There are a variety of reasons why the water in your water heater may not be getting hot.
- The most common reason is the thermostat or heating element is malfunctioning. To test the water heater's thermostat, turn on a nearby hot water tap and check the water temperature in about 15 minutes. The thermostat may need to be replaced if the water heater's water is only warm.
- Another possible explanation is the water heater is low on water. This can be caused by a water leak or when the water heater tank is drained for maintenance. If the water heater water level is below the "minimum water level" line on the water heater dip tube, water may not be available to heat.
- Also, mineral build-up in the water heater is another possibility. Over time, sediments accumulate in the water heater tank, obstructing water flow and lowering heating capacity.
- If the water in your water heater isn't hot, see whether it's because of a clog. Try draining and cleaning out your water heater tank with a garden hose.
- The water heater may require repiping if the water heater drain valve is leaking and the water in the tank is running out.
What are the different water heater sizes?

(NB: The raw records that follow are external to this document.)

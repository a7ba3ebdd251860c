//! Per-season pinned races, persisted through a [`KeyValueStore`].

use tracing::{info, warn};

use crate::{
    models::PinnedRounds,
    storage::store::KeyValueStore,
    Result, RoundId, SeasonId,
};

const KEY_PREFIX: &str = "pinnedRaces_";

/// Storage key for a season's pins: `pinnedRaces_<season>`.
pub fn pinned_races_key(season: &SeasonId) -> String {
    format!("{KEY_PREFIX}{season}")
}

/// Pinned-set store scoped by season.
///
/// Reads and writes go straight to the backing store; there is no in-memory
/// copy to fall out of sync.
pub struct PinStore<S> {
    store: S,
}

impl<S: KeyValueStore> PinStore<S> {
    pub fn new(store: S) -> Self {
        Self { store }
    }

    /// Pinned rounds for a season; empty if nothing was ever stored or the
    /// stored value cannot be read.
    pub fn pinned(&self, season: &SeasonId) -> Result<PinnedRounds> {
        let key = pinned_races_key(season);
        let Some(raw) = self.store.get(&key)? else {
            return Ok(PinnedRounds::new());
        };

        match serde_json::from_str::<Vec<String>>(&raw) {
            Ok(rounds) => Ok(rounds.into_iter().collect()),
            Err(e) => {
                warn!(%key, error = %e, "ignoring unreadable pinned races");
                Ok(PinnedRounds::new())
            }
        }
    }

    pub fn is_pinned(&self, season: &SeasonId, round: &RoundId) -> Result<bool> {
        Ok(self.pinned(season)?.contains(round.as_str()))
    }

    /// Flip a round's membership, persist it, and return whether it is now pinned.
    pub fn toggle_pin(&mut self, season: &SeasonId, round: &RoundId) -> Result<bool> {
        let mut pinned = self.pinned(season)?;
        let now_pinned = pinned.toggle(round.as_str());

        let value = serde_json::to_string(&pinned)?;
        self.store.set(&pinned_races_key(season), &value)?;

        info!(%season, %round, pinned = now_pinned, "toggled pin");
        Ok(now_pinned)
    }

    #[cfg(test)]
    pub(crate) fn into_inner(self) -> S {
        self.store
    }
}
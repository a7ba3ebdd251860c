//! SQLite-backed local storage and schema management

use crate::{error::F1Error, storage::store::KeyValueStore, Result};
use dirs::data_dir;
use rusqlite::{params, Connection, OptionalExtension};
use std::path::{Path, PathBuf};
use std::time::{SystemTime, UNIX_EPOCH};

/// Durable key-value store in a single SQLite table.
pub struct SqliteStore {
    pub(crate) conn: Connection,
}

impl SqliteStore {
    /// Open the store at the default location and ensure the table exists
    pub fn new() -> Result<Self> {
        Self::open(Self::default_path()?)
    }

    /// Open (or create) the store at `path`
    pub fn open(path: impl AsRef<Path>) -> Result<Self> {
        let path = path.as_ref();

        // Ensure the parent directory exists
        if let Some(parent) = path.parent() {
            if !parent.as_os_str().is_empty() {
                std::fs::create_dir_all(parent)?;
            }
        }

        let conn = Connection::open(path)?;
        let store = Self { conn };
        store.initialize_schema()?;
        Ok(store)
    }

    /// Create an in-memory store for testing
    pub fn new_in_memory() -> Result<Self> {
        let conn = Connection::open_in_memory()?;
        let store = Self { conn };
        store.initialize_schema()?;
        Ok(store)
    }

    /// `<data_dir>/f1-seasons/local_storage.db`
    pub fn default_path() -> Result<PathBuf> {
        let base = data_dir().ok_or(F1Error::MissingDataDir)?;
        Ok(base.join("f1-seasons").join("local_storage.db"))
    }

    pub(crate) fn initialize_schema(&self) -> Result<()> {
        self.conn.execute(
            "CREATE TABLE IF NOT EXISTS local_storage (
                key TEXT PRIMARY KEY,
                value TEXT NOT NULL,
                updated_at INTEGER NOT NULL
            )",
            [],
        )?;
        Ok(())
    }

    /// Every stored key, sorted
    #[cfg(test)]
    pub(crate) fn keys(&self) -> Result<Vec<String>> {
        let mut stmt = self
            .conn
            .prepare("SELECT key FROM local_storage ORDER BY key")?;
        let keys = stmt
            .query_map([], |row| row.get::<_, String>(0))?
            .collect::<std::result::Result<Vec<_>, _>>()?;
        Ok(keys)
    }
}

impl KeyValueStore for SqliteStore {
    fn get(&self, key: &str) -> Result<Option<String>> {
        let value = self
            .conn
            .query_row(
                "SELECT value FROM local_storage WHERE key = ?",
                params![key],
                |row| row.get::<_, String>(0),
            )
            .optional()?;
        Ok(value)
    }

    fn set(&mut self, key: &str, value: &str) -> Result<()> {
        let now = SystemTime::now()
            .duration_since(UNIX_EPOCH)
            .map(|d| d.as_secs() as i64)
            .unwrap_or_default();

        self.conn.execute(
            "INSERT INTO local_storage (key, value, updated_at) VALUES (?, ?, ?)
             ON CONFLICT(key) DO UPDATE SET value = excluded.value, updated_at = excluded.updated_at",
            params![key, value, now],
        )?;
        Ok(())
    }
}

Water heaters come in a variety of sizes, and the size you need depends on how much water your household uses. Here are some general water heater size guidelines:
- If you use less than 40 gallons of water per day, a 40- or 50-gallon water heater will be large enough.
- If you use between 40 and 80 gallons of water per day, a water heater with a capacity of 60 or 80 gallons will probably be required.

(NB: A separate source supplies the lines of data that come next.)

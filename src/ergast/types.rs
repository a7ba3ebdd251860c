//! Wire envelope of the Ergast API.
//!
//! Every response is wrapped in `MRData`, which carries the paging metadata
//! (as numeric strings) next to exactly one table.

use serde::{de::Error, Deserialize, Deserializer};

use crate::models::{DriverResult, Page, Race, Season};

#[cfg(test)]
mod tests;

fn de_str_u32<'de, D>(deserializer: D) -> Result<u32, D::Error>
where
    D: Deserializer<'de>,
{
    #[derive(Deserialize)]
    #[serde(untagged)]
    enum StrOrNum {
        Str(String),
        Num(u32),
    }

    match StrOrNum::deserialize(deserializer)? {
        StrOrNum::Str(s) => s.trim().parse::<u32>().map_err(D::Error::custom),
        StrOrNum::Num(n) => Ok(n),
    }
}

/// Top-level envelope
#[derive(Debug, Deserialize)]
pub struct Envelope<T> {
    #[serde(rename = "MRData")]
    pub mr_data: MrData<T>,
}

#[derive(Debug, Deserialize)]
pub struct MrData<T> {
    #[serde(deserialize_with = "de_str_u32")]
    pub limit: u32,
    #[serde(deserialize_with = "de_str_u32")]
    pub offset: u32,
    #[serde(deserialize_with = "de_str_u32")]
    pub total: u32,
    #[serde(flatten)]
    pub table: T,
}

#[derive(Debug, Deserialize)]
pub struct SeasonTableWrapper {
    #[serde(rename = "SeasonTable")]
    pub season_table: SeasonTable,
}

#[derive(Debug, Deserialize)]
pub struct SeasonTable {
    #[serde(rename = "Seasons", default)]
    pub seasons: Vec<Season>,
}

#[derive(Debug, Deserialize)]
pub struct RaceTableWrapper<R> {
    #[serde(rename = "RaceTable")]
    pub race_table: RaceTable<R>,
}

#[derive(Debug, Deserialize)]
pub struct RaceTable<R> {
    #[serde(rename = "Races", default = "Vec::new")]
    pub races: Vec<R>,
}

/// A race entry from `/{season}/{round}/results.json`; only the results are kept.
#[derive(Debug, Deserialize)]
pub struct RaceWithResults {
    #[serde(rename = "Results", default)]
    pub results: Vec<DriverResult>,
}

pub type SeasonsEnvelope = Envelope<SeasonTableWrapper>;
pub type RacesEnvelope = Envelope<RaceTableWrapper<Race>>;
pub type ResultsEnvelope = Envelope<RaceTableWrapper<RaceWithResults>>;

impl SeasonsEnvelope {
    pub fn into_page(self) -> Page<Season> {
        Page {
            items: self.mr_data.table.season_table.seasons,
            total: self.mr_data.total,
        }
    }
}

impl RacesEnvelope {
    pub fn into_page(self) -> Page<Race> {
        Page {
            items: self.mr_data.table.race_table.races,
            total: self.mr_data.total,
        }
    }
}

impl ResultsEnvelope {
    /// Results of the first race in the table. `total` is the number of
    /// classified entries the API reports for that race.
    pub fn into_page(self) -> Page<DriverResult> {
        let items = self
            .mr_data
            .table
            .race_table
            .races
            .into_iter()
            .next()
            .map(|race| race.results)
            .unwrap_or_default();

        Page {
            items,
            total: self.mr_data.total,
        }
    }
}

- If you use over 80 gallons of water per day, an 85-gallon water heater should provide an adequate supply.
Note that these are general guidelines only; how much water your household actually uses may vary. To be sure you have the right water heater size, consult with a plumbing professional.
What is the best way to clear a clogged grease drain?

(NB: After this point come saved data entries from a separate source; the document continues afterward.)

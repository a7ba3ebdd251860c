//! Command implementations for the F1 seasons CLI
//!
//! Each page module loads its data, turns fetch outcomes into a
//! [`crate::view::PageState`], and renders it. Fetch failures never escape a
//! page; only storage and argument errors are returned to the caller.

pub mod open;
pub mod pin;
pub mod race_details;
pub mod races;
pub mod seasons;

use std::path::PathBuf;

use crate::{
    ergast::{ErgastClient, ERGAST_BASE_URL},
    storage::{KeyValueStore, PinStore, SqliteStore},
    Result, BASE_URL_ENV_VAR, DB_PATH_ENV_VAR,
};

/// Resources every page needs: the API client and the pinned-set store.
pub struct CommandContext<S> {
    pub client: ErgastClient,
    pub pins: PinStore<S>,
}

impl<S: KeyValueStore> CommandContext<S> {
    pub fn new(client: ErgastClient, store: S) -> Self {
        Self {
            client,
            pins: PinStore::new(store),
        }
    }
}

impl CommandContext<SqliteStore> {
    /// Build the context from CLI options, falling back to the environment
    /// and then to defaults.
    pub fn open(base_url: Option<String>, db_path: Option<PathBuf>) -> Result<Self> {
        let client = ErgastClient::with_base_url(resolve_base_url(base_url))?;
        let store = SqliteStore::open(resolve_db_path(db_path)?)?;
        Ok(Self::new(client, store))
    }
}

/// Resolve the API base URL from option or environment variable
pub fn resolve_base_url(base_url: Option<String>) -> String {
    base_url
        .or_else(|| {
            std::env::var(BASE_URL_ENV_VAR)
                .ok()
                .filter(|s| !s.trim().is_empty())
        })
        .unwrap_or_else(|| ERGAST_BASE_URL.to_string())
}

/// Resolve the local storage path from option or environment variable
pub fn resolve_db_path(db_path: Option<PathBuf>) -> Result<PathBuf> {
    if let Some(path) = db_path.or_else(|| {
        std::env::var_os(DB_PATH_ENV_VAR)
            .filter(|s| !s.is_empty())
            .map(PathBuf::from)
    }) {
        return Ok(path);
    }
    SqliteStore::default_path()
}
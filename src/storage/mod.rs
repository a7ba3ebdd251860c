//! Storage layer for the F1 seasons client
//!
//! Local storage is a plain string key-value capability so it can be swapped
//! out in tests:
//! - `store`: the `KeyValueStore` trait and an in-memory implementation
//! - `schema`: the durable SQLite implementation
//! - `pinned`: per-season pinned races on top of any store

pub mod pinned;
pub mod schema;
pub mod store;


pub use pinned::{pinned_races_key, PinStore};
pub use schema::SqliteStore;
pub use store::{KeyValueStore, MemoryStore};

There are a few effective ways to clear a grease-clogged drain.
- Use boiling water and dish soap to break up grease buildup.
- Pour water mixed with baking soda into the drain, then pour vinegar on top of it to get a chemical reaction that breaks down grease.
- Drain cleaners can also remove water buildup and hard water scale.
- Plumbers recommend using a water-powered mechanical drain cleaner to clear clogs altogether. These machines are easy to use and clear away any type of clog quickly.
For a badly clogged drain, you may need to hire a professional plumber that can clear out the drain with special equipment.
How often should I clean my drains?
It is recommended that you clean your drains every six months. However, if water is backing up into the tub, sink, or toilet in your home when you flush it, then you need to call a plumber right away to clean the drain. If water backs up into your sink then it's probably coming from your shower and vice versa. Cleaning out the lines will prevent water from backing up into your home.
What are the dangers of PEX plumbing?
PEX plumbing is a popular water piping material, but there are some dangers associated with it. Crimping PEX tubing can cause a water hammer, which is when the water pressure suddenly spikes and can damage your plumbing fixtures and pipes. PEX piping is also more susceptible to freezing than metal piping, so be sure to keep your home's thermostat set to at least 45 degrees Fahrenheit.
What should I do if my water pressure is low?
If your water pressure is low, you may need to call a plumber to have your water pressure checked. Low water pressure can be caused by a variety of factors, such as a clogged water filter or a leaky faucet. It's important to address low water pressure as soon as possible, as it can lead to water waste and increased energy costs.
Can I repipe my home myself?
While it is possible to repipe a home yourself, it is not recommended, as it can be a difficult and dangerous process. Repiping a home requires working with water and pipes, which can easily lead to accidents if not done correctly. It is best to leave this job to the professionals.